Canadian film awards ceremony

The 11th Canadian Film Awards were held on June 5, 1959 to honour achievements in Canadian film.

At this time, independent film production was improving and television production in Canada was booming, largely due to the Board of Broadcast Governors' anticipated Canadian Content ruling for television. Several production companies had been established, sound stages had been built; it was an encouraging atmosphere in which to recognize the previous year's filmmakers.

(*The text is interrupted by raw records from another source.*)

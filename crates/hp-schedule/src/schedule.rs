//! Core schedule types: `TimeSlot`, `ScheduleKind`, and `Schedule`.
//!
//! # Slot model
//!
//! A schedule is an ordered list of slots, each naming where a person is and
//! in what role *until* its `end_time`.  The first slot implicitly starts at
//! 0, every later slot starts where its predecessor ended:
//!
//! ```text
//! slot i covers [end_time(i-1), end_time(i))     end_time(-1) = 0
//! ```
//!
//! A finished schedule has strictly increasing end times and its last slot
//! ends at `WEEK_LENGTH`, so the slots partition the week with no gaps.
//! [`Schedule::push`] keeps the ordering invariant while a builder is
//! appending; [`Schedule::validate`] checks the finished result.

use std::fmt;

use hp_core::{BuildingId, Role, TimeUnit, WEEK_LENGTH};

use crate::{ScheduleError, ScheduleResult};

// ── TimeSlot ──────────────────────────────────────────────────────────────────

/// One contiguous interval of a schedule with a fixed location and role.
#[derive(Copy, Clone, Debug, PartialEq, Eq)]
pub struct TimeSlot {
    pub location: BuildingId,
    /// Exclusive end, absolute within the week.
    pub end_time: TimeUnit,
    pub role:     Role,
}

impl TimeSlot {
    #[inline]
    pub const fn new(location: BuildingId, end_time: TimeUnit, role: Role) -> Self {
        Self { location, end_time, role }
    }

    #[inline]
    pub fn same_place(&self, other: &TimeSlot) -> bool {
        self.location == other.location && self.role == other.role
    }
}

// ── ScheduleKind ──────────────────────────────────────────────────────────────

/// Which builder produces a person's schedule.
#[derive(Copy, Clone, Debug, PartialEq, Eq, Hash, PartialOrd, Ord)]
pub enum ScheduleKind {
    /// Under five; follows the caregiver or sits in daycare.
    YoungChild,
    /// Five to thirteen; follows the caregiver outside school hours.
    YoungSchoolChild,
    /// Fourteen to seventeen; plans its own week around school.
    OlderSchoolChild,
    EmployedAdult,
    UnemployedAdult,
}

impl ScheduleKind {
    pub const ALL: [ScheduleKind; 5] = [
        ScheduleKind::YoungChild,
        ScheduleKind::YoungSchoolChild,
        ScheduleKind::OlderSchoolChild,
        ScheduleKind::EmployedAdult,
        ScheduleKind::UnemployedAdult,
    ];

    /// Numeric code `0..=4` used in CSV files.
    pub fn code(self) -> u8 {
        self as u8
    }

    pub fn from_code(code: u8) -> Option<ScheduleKind> {
        ScheduleKind::ALL.get(code as usize).copied()
    }

    pub fn is_adult(self) -> bool {
        matches!(self, ScheduleKind::EmployedAdult | ScheduleKind::UnemployedAdult)
    }

    /// Kinds whose schedule is derived from a caregiver's.
    pub fn is_dependent(self) -> bool {
        matches!(self, ScheduleKind::YoungChild | ScheduleKind::YoungSchoolChild)
    }

    pub fn label(self) -> &'static str {
        match self {
            ScheduleKind::YoungChild       => "Young Child",
            ScheduleKind::YoungSchoolChild => "Young School Child",
            ScheduleKind::OlderSchoolChild => "School Child",
            ScheduleKind::EmployedAdult    => "Employed Adult",
            ScheduleKind::UnemployedAdult  => "Unemployed Adult",
        }
    }
}

impl fmt::Display for ScheduleKind {
    fn fmt(&self, f: &mut fmt::Formatter<'_>) -> fmt::Result {
        f.write_str(self.label())
    }
}

// ── Schedule ──────────────────────────────────────────────────────────────────

/// One person's week.
#[derive(Clone, Debug, PartialEq, Eq)]
pub struct Schedule {
    kind:     ScheduleKind,
    /// Job, school, or daycare the person is enrolled at, if any.
    assigned: Option<BuildingId>,
    attends:  bool,
    slots:    Vec<TimeSlot>,
}

impl Schedule {
    pub fn new(kind: ScheduleKind) -> Self {
        Self { kind, assigned: None, attends: true, slots: Vec::new() }
    }

    /// Rebuild a finished schedule from stored slots, validating it.
    pub fn from_slots(kind: ScheduleKind, slots: Vec<TimeSlot>) -> ScheduleResult<Self> {
        let schedule = Self { kind, assigned: None, attends: true, slots };
        schedule.validate()?;
        Ok(schedule)
    }

    pub fn kind(&self) -> ScheduleKind {
        self.kind
    }

    pub fn assigned(&self) -> Option<BuildingId> {
        self.assigned
    }

    pub fn set_assigned(&mut self, building: Option<BuildingId>) {
        self.assigned = building;
    }

    /// `false` when the person has a job/school role but no place was found.
    pub fn attends_job_or_school(&self) -> bool {
        self.attends
    }

    pub fn set_attends_job_or_school(&mut self, attends: bool) {
        self.attends = attends;
    }

    pub fn slots(&self) -> &[TimeSlot] {
        &self.slots
    }

    pub fn len(&self) -> usize {
        self.slots.len()
    }

    pub fn is_empty(&self) -> bool {
        self.slots.is_empty()
    }

    pub fn last(&self) -> Option<&TimeSlot> {
        self.slots.last()
    }

    /// End of the last slot; 0 for an empty schedule.
    #[inline]
    pub fn end_time(&self) -> TimeUnit {
        self.slots.last().map_or(0, |s| s.end_time)
    }

    /// Start of slot `i`.
    #[inline]
    pub fn start_of(&self, i: usize) -> TimeUnit {
        if i == 0 { 0 } else { self.slots[i - 1].end_time }
    }

    /// Append a slot, clamped to the week.
    ///
    /// A slot that would not end after the current end is dropped.  A slot
    /// with the same location and role as the last one extends it instead of
    /// adding a new entry.  Returns `true` if the schedule changed.
    pub fn push(&mut self, slot: TimeSlot) -> bool {
        let end_time = slot.end_time.min(WEEK_LENGTH);
        if end_time <= self.end_time() {
            return false;
        }
        let slot = TimeSlot { end_time, ..slot };
        match self.slots.last_mut() {
            Some(last) if last.same_place(&slot) => last.end_time = end_time,
            _ => self.slots.push(slot),
        }
        true
    }

    /// Remove and return the last slot.
    pub fn pop(&mut self) -> Option<TimeSlot> {
        self.slots.pop()
    }

    /// `true` once the last slot ends at `WEEK_LENGTH`.
    pub fn is_complete(&self) -> bool {
        self.end_time() == WEEK_LENGTH
    }

    /// The slot covering time unit `t`, or `None` if `t` lies beyond the
    /// schedule's end.
    pub fn location_at(&self, t: TimeUnit) -> Option<&TimeSlot> {
        let i = self.slots.partition_point(|s| s.end_time <= t);
        self.slots.get(i)
    }

    /// Index of the first stationary slot at or after `i`.
    pub fn next_stationary(&self, i: usize) -> Option<usize> {
        (i..self.slots.len()).find(|&j| self.slots[j].role.is_stationary())
    }

    /// `(start, slot)` pairs in order.
    pub fn intervals(&self) -> impl Iterator<Item = (TimeUnit, &TimeSlot)> + '_ {
        self.slots.iter().scan(0, |start, slot| {
            let s = *start;
            *start = slot.end_time;
            Some((s, slot))
        })
    }

    /// Check that the slots partition the whole week.
    pub fn validate(&self) -> ScheduleResult<()> {
        if self.slots.is_empty() {
            return Err(ScheduleError::Empty);
        }
        let mut prev = 0;
        for (i, slot) in self.slots.iter().enumerate() {
            if slot.end_time <= prev {
                return Err(ScheduleError::Invariant {
                    slot:   i,
                    reason: format!("end time {} does not follow {}", slot.end_time, prev),
                });
            }
            prev = slot.end_time;
        }
        if prev != WEEK_LENGTH {
            return Err(ScheduleError::Incomplete(prev));
        }
        Ok(())
    }
}

impl fmt::Display for Schedule {
    fn fmt(&self, f: &mut fmt::Formatter<'_>) -> fmt::Result {
        writeln!(f, "Type: {}", self.kind)?;
        for (start, slot) in self.intervals() {
            writeln!(
                f,
                "  [{start:>4}, {:>4})  {}  {}",
                slot.end_time,
                slot.role.code(),
                slot.location.0
            )?;
        }
        Ok(())
    }
}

The ceremony was hosted by W. J. Sheridan, the president of the Canadian Public Relations Society.

==Winners==
- Film of the Year: Not awarded
- Feature Film: No entries submitted
- Theatrical Short: The Tall Country — Parry Films, Lew Parry producer, Osmond Borradaile director
Money Minters — Crawley Films, Ted De Wit producer and director
The Quest — National Film Board of Canada, Nicholas Balla producer, Stanley Jackson director
- Arts and Experimental: Not awarded
- TV Information: Winter Crossing at L'Isle-Aux-Coudres — National Film Board of Canada, Pierre Perrault producer, René Bonnière and Pierre Perrault, directors
One Day's Poison — National Film Board of Canada, David Bairstow producer, Donald Wilder director
Blood and Fire — National Film Board of Canada, Wolf Koenig and Roman Kroitor producers, Terence Macartney-Filgate director
- Films for Children: Not awarded
- Travel and Recreation: Grey Cup Festival '58 — Chetwynd Films, Arthur Chetwynd producer and director
Quetico — Christopher Chapman and Bill Mason producers, Christopher Chapman director
- General Information: The Living Stone — National Film Board of Canada, Tom Daly producer, John Feeney director
- Public Relations: Saskatchewan, Our University — Crawley Films, Edmund Reid producer and director
- Sales Promotion: Beauty to Live With — Crawley Films, Edmund Reid director
- Training and Instruction: Fire in Town — National Film Board of Canada, Peter Jones producer, Julian Biggs director
- Filmed Commercial: Du Maurier Cigarettes — Omega Productions, Richard J. Jarvis producer
- Amateur: Watch Out — John W. Ruddell
Pinoke — Jack S. Grassick

- Special Awards
- Canadian Broadcasting Corporation — "for its encouragement of the appreciation of good filmmaking over the years through Gerald Pratley's two weekly radio programs, The Movie Scene and Music from the Films".
- Dean Walker (writer) — "for encouragement of high standards in Canadian film production through his articles".